← Back to context

Comment by nielsbot

3 hours ago

The current path is replacing bureaucratic power with unchecked executive power which is the opposite of what you want. Bureaucrats who must follow the rule of law is what you want.

>Bureaucrats who must follow the rule of law is what you want.

Under Chevron we had the opposite of that: bureaucrats who had ridiculously wide latitude to make their own rules.

What we actually need is for congress to take back control instead of passing all power and authority to the executive branch.

  • Are you saying Congress should be domain experts every area they allocate funds to? From maritime safety to preschool nutrition, congress should be expert enough in everything to specify all important details, and then the agencies (staffed by actual domain experts in each area) are mere accountants to execute the policies?
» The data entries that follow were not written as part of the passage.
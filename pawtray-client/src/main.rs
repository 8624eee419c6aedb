//! PawTray Client
//!
//! Command-line client for the PawTray daemon. Prints the indicator as a text
//! glyph and follows state changes and calendar reminders.

mod daemon_proxy;

use clap::{Parser, Subcommand};
use tracing_subscriber::EnvFilter;

use daemon_proxy::{DaemonClient, DaemonEvent};
use pawtray_daemon::reminder_message;

#[derive(Debug, Parser)]
#[command(name = "pawtray", version, about = "Talk to the PawTray daemon")]
struct Cli {
    #[command(subcommand)]
    command: Option<Command>,
}

#[derive(Debug, Subcommand)]
enum Command {
    /// Print the current indicator state (default)
    Status,
    /// Make the dog run
    Activity,
    /// Check the nearest calendar event now
    Check,
    /// Print a line for every state change and reminder
    Watch,
}

#[tokio::main]
async fn main() -> anyhow::Result<()> {
    // Initialize logging
    tracing_subscriber::fmt()
        .with_env_filter(
            EnvFilter::try_from_default_env().unwrap_or_else(|_| EnvFilter::new("warn")),
        )
        .init();

    let cli = Cli::parse();
    let client = DaemonClient::new().await?;

    match cli.command.unwrap_or(Command::Status) {
        Command::Status => {
            let state = client.current_state().await?;
            println!("{} {}", state.glyph(), state);
        }
        Command::Activity => client.report_activity().await?,
        Command::Check => client.check_calendar().await?,
        Command::Watch => {
            let state = client.current_state().await?;
            println!("{} {}", state.glyph(), state);

            client
                .watch(|event| println!("{}", render(&event)))
                .await?;
        }
    }

    Ok(())
}

fn render(event: &DaemonEvent) -> String {
    match event {
        DaemonEvent::StateChanged(state) => format!("{} {}", state.glyph(), state),
        DaemonEvent::Reminder { title, minutes_until } => {
            format!("⏰ {}", reminder_message(title, *minutes_until))
        }
    }
}

#[cfg(test)]
mod tests {
    use super::*;
    use pawtray_daemon::IndicatorState;

    #[test]
    fn test_render_events() {
        assert_eq!(
            render(&DaemonEvent::StateChanged(IndicatorState::Active)),
            "🏃🐕 active"
        );
        assert_eq!(
            render(&DaemonEvent::Reminder {
                title: "Standup".to_string(),
                minutes_until: 3,
            }),
            "⏰ Standup starts in 3 minutes"
        );
    }

    #[test]
    fn test_cli_defaults_to_status() {
        let cli = Cli::parse_from(["pawtray"]);
        assert!(cli.command.is_none());

        let cli = Cli::parse_from(["pawtray", "watch"]);
        assert!(matches!(cli.command, Some(Command::Watch)));
    }
}
//! Desktop notification service
//!
//! Sends desktop notifications using the freedesktop notification standard.

use tokio::sync::broadcast;
use tokio::task::JoinHandle;

use crate::config::NotificationsConfig;
use crate::{IndicatorEvent, Reminder};

/// Summary line used for calendar reminders
pub const REMINDER_SUMMARY: &str = "🐕 Calendar Reminder";

/// Service for sending desktop notifications
pub struct NotificationService {
    enabled: bool,
    timeout_ms: u32,
    sound_name: Option<String>,
}

impl NotificationService {
    /// Create a new notification service
    pub fn new(config: &NotificationsConfig) -> Self {
        Self {
            enabled: config.enabled,
            timeout_ms: config.timeout_ms,
            sound_name: Some(config.sound_name.clone()).filter(|name| !name.is_empty()),
        }
    }

    /// Send a desktop notification
    pub fn send(&self, title: &str, body: &str) {
        if !self.enabled {
            return;
        }

        if let Err(e) = self.build(title, body).show() {
            tracing::warn!("Failed to send notification: {}", e);
        }
    }

    fn build(&self, title: &str, body: &str) -> notify_rust::Notification {
        let timeout = if self.timeout_ms == 0 {
            notify_rust::Timeout::Never
        } else {
            notify_rust::Timeout::Milliseconds(self.timeout_ms)
        };

        let mut notification = notify_rust::Notification::new();
        notification
            .summary(title)
            .body(body)
            .icon("appointment-soon")
            .urgency(notify_rust::Urgency::Normal)
            .timeout(timeout);
        if let Some(ref sound_name) = self.sound_name {
            notification.sound_name(sound_name);
        }
        notification
    }

    /// Announce a calendar reminder
    pub fn send_reminder(&self, reminder: &Reminder) {
        self.send(REMINDER_SUMMARY, &reminder_body(reminder));
    }

    /// Present every reminder the indicator publishes
    pub fn spawn(self, mut events: broadcast::Receiver<IndicatorEvent>) -> JoinHandle<()> {
        tokio::spawn(async move {
            loop {
                match events.recv().await {
                    Ok(IndicatorEvent::Reminder(reminder)) => self.send_reminder(&reminder),
                    Ok(IndicatorEvent::StateChanged(_)) => {}
                    Err(broadcast::error::RecvError::Lagged(n)) => {
                        tracing::warn!("Notification service missed {} indicator events", n);
                    }
                    Err(broadcast::error::RecvError::Closed) => break,
                }
            }
        })
    }
}

fn reminder_body(reminder: &Reminder) -> String {
    match reminder.event.location {
        Some(ref location) => format!("{}\n{}", reminder.message(), location),
        None => reminder.message(),
    }
}
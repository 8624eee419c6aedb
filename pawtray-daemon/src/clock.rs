//! Wall-clock sources for the reminder scheduler

use chrono::{DateTime, Utc};
use tokio::time::Instant;

/// Supplies the current wall-clock time
pub trait Clock: Send + Sync + 'static {
    fn now(&self) -> DateTime<Utc>;
}

/// The operating system clock
#[derive(Debug, Clone, Copy, Default)]
pub struct SystemClock;

impl Clock for SystemClock {
    fn now(&self) -> DateTime<Utc> {
        Utc::now()
    }
}

/// Wall-clock time derived from the tokio clock.
///
/// Anchored once at construction and advanced by tokio's monotonic clock,
/// so it follows `tokio::time::pause`/`advance` in tests.
#[derive(Debug, Clone, Copy)]
pub struct TokioClock {
    wall: DateTime<Utc>,
    anchor: Instant,
}

impl TokioClock {
    pub fn new() -> Self {
        Self::starting_at(Utc::now())
    }

    pub fn starting_at(wall: DateTime<Utc>) -> Self {
        Self {
            wall,
            anchor: Instant::now(),
        }
    }
}

impl Default for TokioClock {
    fn default() -> Self {
        Self::new()
    }
}

impl Clock for TokioClock {
    fn now(&self) -> DateTime<Utc> {
        let elapsed = Instant::now().duration_since(self.anchor);
        self.wall + chrono::Duration::from_std(elapsed).unwrap_or_else(|_| chrono::Duration::zero())
    }
}

#[cfg(test)]
mod tests {
    use super::*;
    use chrono::TimeZone;
    use std::time::Duration;

    #[tokio::test(start_paused = true)]
    async fn test_tokio_clock_follows_paused_time() {
        let start = Utc.with_ymd_and_hms(2024, 5, 1, 9, 0, 0).unwrap();
        let clock = TokioClock::starting_at(start);
        assert_eq!(clock.now(), start);

        tokio::time::advance(Duration::from_secs(90)).await;
        assert_eq!(clock.now(), start + chrono::Duration::seconds(90));
    }
}
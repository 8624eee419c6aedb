//! PawTray Daemon
//!
//! Runs the indicator controller and the calendar reminder scheduler, and
//! exposes both over D-Bus for renderers.

use std::sync::Arc;
use anyhow::Context;
use tokio::sync::broadcast;
use tokio::task::JoinHandle;
use tokio_util::sync::CancellationToken;
use tracing_subscriber::EnvFilter;
use zbus::connection::Connection;

use pawtray_daemon::activity::ActivitySimulator;
use pawtray_daemon::calendar::GoogleCalendar;
use pawtray_daemon::clock::SystemClock;
use pawtray_daemon::config::Config;
use pawtray_daemon::dbus_service;
use pawtray_daemon::indicator::{IndicatorController, IndicatorHandle};
use pawtray_daemon::notifications::NotificationService;
use pawtray_daemon::reminders::{ReminderScheduler, ReminderSettings, SchedulerHandle};
use pawtray_daemon::{Error, Reminder};

#[tokio::main]
async fn main() -> anyhow::Result<()> {
    // Initialize logging
    tracing_subscriber::fmt()
        .with_env_filter(
            EnvFilter::try_from_default_env().unwrap_or_else(|_| EnvFilter::new("info")),
        )
        .init();

    tracing::info!("Starting PawTray daemon");

    let config = Config::load()?;

    // The indicator owns the displayed state
    let (indicator, mut indicator_task) = IndicatorController::spawn(&config.indicator);

    let notifications = NotificationService::new(&config.notifications);
    notifications.spawn(indicator.subscribe());

    // Calendar reminders feed the indicator
    let mut scheduler = if config.calendar.enabled {
        let calendar = GoogleCalendar::new(&config.calendar)
            .context("Failed to set up the calendar source")?;
        let scheduler = ReminderScheduler::new(
            Arc::new(calendar),
            Arc::new(SystemClock),
            ReminderSettings::from(&config.reminders),
        );
        forward_reminders(scheduler.subscribe(), indicator.clone());
        Some(scheduler.start())
    } else {
        tracing::info!("Calendar reminders disabled");
        None
    };
    let scheduler_handle = scheduler.as_ref().map(|(handle, _)| handle.clone());

    // Connect to the session bus
    let connection = Connection::session().await?;
    tracing::info!("Connected to session D-Bus");

    dbus_service::start_service(&connection, indicator.clone(), scheduler_handle.clone()).await?;

    let cancel = CancellationToken::new();
    if config.activity.keyboard {
        #[cfg(feature = "keyboard")]
        pawtray_daemon::activity::keyboard::spawn(indicator.clone());
        #[cfg(not(feature = "keyboard"))]
        tracing::warn!("activity.keyboard is set but this build has no keyboard support");
    }
    if config.activity.simulate {
        let simulator = ActivitySimulator::from(&config.activity);
        tokio::spawn(simulator.run(indicator.clone(), cancel.clone()));
    }

    tracing::info!("PawTray daemon is running");

    // Keep running until interrupted or a timer task dies
    let outcome = tokio::select! {
        result = tokio::signal::ctrl_c() => result.map_err(anyhow::Error::from),
        result = &mut indicator_task => Err(task_fault("indicator controller", result).into()),
        result = scheduler_task(&mut scheduler) => Err(task_fault("reminder scheduler", result).into()),
    };

    tracing::info!("Shutting down PawTray daemon");
    cancel.cancel();
    if let Some(handle) = scheduler_handle {
        handle.stop();
    }
    indicator.shutdown();

    outcome
}

/// Hand every reminder to the indicator
fn forward_reminders(mut reminders: broadcast::Receiver<Reminder>, indicator: IndicatorHandle) {
    tokio::spawn(async move {
        loop {
            match reminders.recv().await {
                Ok(reminder) => {
                    if let Err(e) = indicator.report_reminder(reminder) {
                        tracing::error!("Dropping reminder: {}", e);
                        break;
                    }
                }
                Err(broadcast::error::RecvError::Lagged(n)) => {
                    tracing::warn!("Missed {} reminders", n);
                }
                Err(broadcast::error::RecvError::Closed) => break,
            }
        }
    });
}

/// Resolves when the scheduler task ends; never if there is no scheduler
async fn scheduler_task(
    scheduler: &mut Option<(SchedulerHandle, JoinHandle<()>)>,
) -> Result<(), tokio::task::JoinError> {
    match scheduler {
        Some((_, task)) => task.await,
        None => std::future::pending().await,
    }
}

fn task_fault(name: &str, result: Result<(), tokio::task::JoinError>) -> Error {
    match result {
        Ok(()) => Error::TimerFault(format!("{} exited unexpectedly", name)),
        Err(e) => Error::TimerFault(format!("{} failed: {}", name, e)),
    }
}
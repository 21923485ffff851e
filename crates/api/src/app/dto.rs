use serde::Deserialize;

use lorecraft_auth::MemberRole;
use lorecraft_core::{CampaignId, UserId};

use crate::app::errors;
use crate::app::services::{Campaign, Membership};

// -------------------------
// Request DTOs
// -------------------------

#[derive(Debug, Deserialize)]
pub struct CreateCampaignRequest {
    pub name: String,
    pub description: Option<String>,
}

#[derive(Debug, Deserialize)]
pub struct UpdateCampaignRequest {
    pub name: Option<String>,
    pub description: Option<String>,
}

#[derive(Debug, Deserialize)]
pub struct AddMemberRequest {
    pub user_id: UserId,
    #[serde(default = "default_member_role")]
    pub role: MemberRole,
}

fn default_member_role() -> MemberRole {
    MemberRole::Player
}

// -------------------------
// Path parsing
// -------------------------

pub fn parse_campaign_id(raw: &str) -> Result<CampaignId, axum::response::Response> {
    raw.parse::<CampaignId>().map_err(errors::domain_error_to_response)
}

pub fn parse_user_id(raw: &str) -> Result<UserId, axum::response::Response> {
    raw.parse::<UserId>().map_err(errors::domain_error_to_response)
}

// -------------------------
// JSON mapping helpers
// -------------------------

pub fn campaign_to_json(campaign: Campaign, role: Option<MemberRole>) -> serde_json::Value {
    let mut value = serde_json::json!({
        "id": campaign.id.to_string(),
        "name": campaign.name,
        "description": campaign.description,
        "created_by": campaign.created_by.to_string(),
        "created_at": campaign.created_at,
        "updated_at": campaign.updated_at,
    });
    if let Some(role) = role {
        value["role"] = serde_json::json!(role.as_str());
    }
    value
}

pub fn membership_to_json(m: Membership) -> serde_json::Value {
    serde_json::json!({
        "user_id": m.user_id.to_string(),
        "role": m.role.as_str(),
        "joined_at": m.joined_at,
    })
}
use thiserror::Error;

use crate::roles::{MemberRole, has_permission};

#[derive(Debug, Error, Clone, PartialEq, Eq)]
pub enum AuthzError {
    #[error("not a member of this campaign")]
    NotMember,

    #[error("forbidden: requires role '{required}', caller is '{actual}'")]
    Forbidden {
        required: MemberRole,
        actual: MemberRole,
    },
}

/// Authorize an action on a membership-gated resource.
///
/// `membership` is the caller's role on the resource, `None` if the caller is
/// not a member at all.
///
/// - No IO
/// - No panics
pub fn authorize(membership: Option<MemberRole>, required: MemberRole) -> Result<(), AuthzError> {
    let actual = membership.ok_or(AuthzError::NotMember)?;

    if has_permission(actual, required) {
        Ok(())
    } else {
        Err(AuthzError::Forbidden { required, actual })
    }
}

#[cfg(test)]
mod tests {
    use super::*;

    #[test]
    fn non_member_is_rejected_before_role_check() {
        assert_eq!(authorize(None, MemberRole::Player), Err(AuthzError::NotMember));
    }

    #[test]
    fn player_cannot_perform_gm_actions() {
        let err = authorize(Some(MemberRole::Player), MemberRole::Gm).unwrap_err();
        assert_eq!(
            err,
            AuthzError::Forbidden {
                required: MemberRole::Gm,
                actual: MemberRole::Player
            }
        );
        assert!(err.to_string().contains("'gm'"));
    }

    #[test]
    fn gm_and_player_reads() {
        assert!(authorize(Some(MemberRole::Gm), MemberRole::Gm).is_ok());
        assert!(authorize(Some(MemberRole::Player), MemberRole::Player).is_ok());
    }
}
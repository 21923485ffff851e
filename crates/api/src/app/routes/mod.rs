use axum::{routing::get, Router};

pub mod auth;
pub mod campaigns;
pub mod system;

/// Router for all authenticated endpoints.
pub fn router() -> Router {
    Router::new()
        .route("/whoami", get(system::whoami))
        .nest("/campaigns", campaigns::router())
}
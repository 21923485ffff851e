use serde::{Deserialize, Serialize};

/// A principal's role within a campaign membership.
#[derive(Debug, Copy, Clone, PartialEq, Eq, Hash, Serialize, Deserialize)]
#[serde(rename_all = "lowercase")]
pub enum MemberRole {
    /// Game master: owns the campaign.
    Gm,
    Player,
}

impl MemberRole {
    pub fn as_str(&self) -> &'static str {
        match self {
            MemberRole::Gm => "gm",
            MemberRole::Player => "player",
        }
    }
}

impl core::fmt::Display for MemberRole {
    fn fmt(&self, f: &mut core::fmt::Formatter<'_>) -> core::fmt::Result {
        f.write_str(self.as_str())
    }
}

/// Does a member holding `actual` satisfy an action that requires `required`?
///
/// The GM satisfies everything; a player only satisfies player-level
/// requirements.
pub fn has_permission(actual: MemberRole, required: MemberRole) -> bool {
    matches!(
        (actual, required),
        (MemberRole::Gm, _) | (MemberRole::Player, MemberRole::Player)
    )
}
    I don’t think it’s workable. At best it just swaps lobbyists for civil servants.

    • More realistically you'd end up with an official advisory body where the exact same experts would write the regulations, they would be intermittently passed by congress between their regular bouts of systemic dysfunction, and the current crop of bureaucrats would be replaced by mindless pencil pushers. Add an official title for members of this government run advisory body such as "sage" and give them lifelong tenure and we've about completed the process.

      On paper it's different but in practice congress would largely be rubber stamping things. I predict the differences would be largely negative. More room for non-experts to meddle, more room for lobbyists to insert themselves into the process, and more room for broad capture of the advisory body to go unnoticed.

    • Ostensibly, who's paying their salary is important. Lobbyists, paid for by corporations with a vested interest in things going their way, is far worse than civil servants who's salary comes from taxpayers, and who's responsibility is to them, and not corporate interests. Ostensibly.

  • Congress always had the power to remove delegated power from an institution if it didn't like how that institution was performing. It's also had the power to disband the executive branch regime at any point since January 20. Everything that is happening now is happening with the complete approval of Congress.

    • Correct, and congress hasn't been exercising that power for the better part of a century now. The War Powers Resolution was 1973, for example.

      I don't know what the exact solution is, but something needs to change in the structure and incentives of congress to incentivize them to exercise power again. Eliminating the filibuster and drastically increasing the total number of representatives seem like the best ways to me, but I'm open yo other possibilities.

  • You would be bitching and moaning just as much if Congress directly made these rules and regulations.

    Just be upfront that you’re a libertarian and are allergic to government.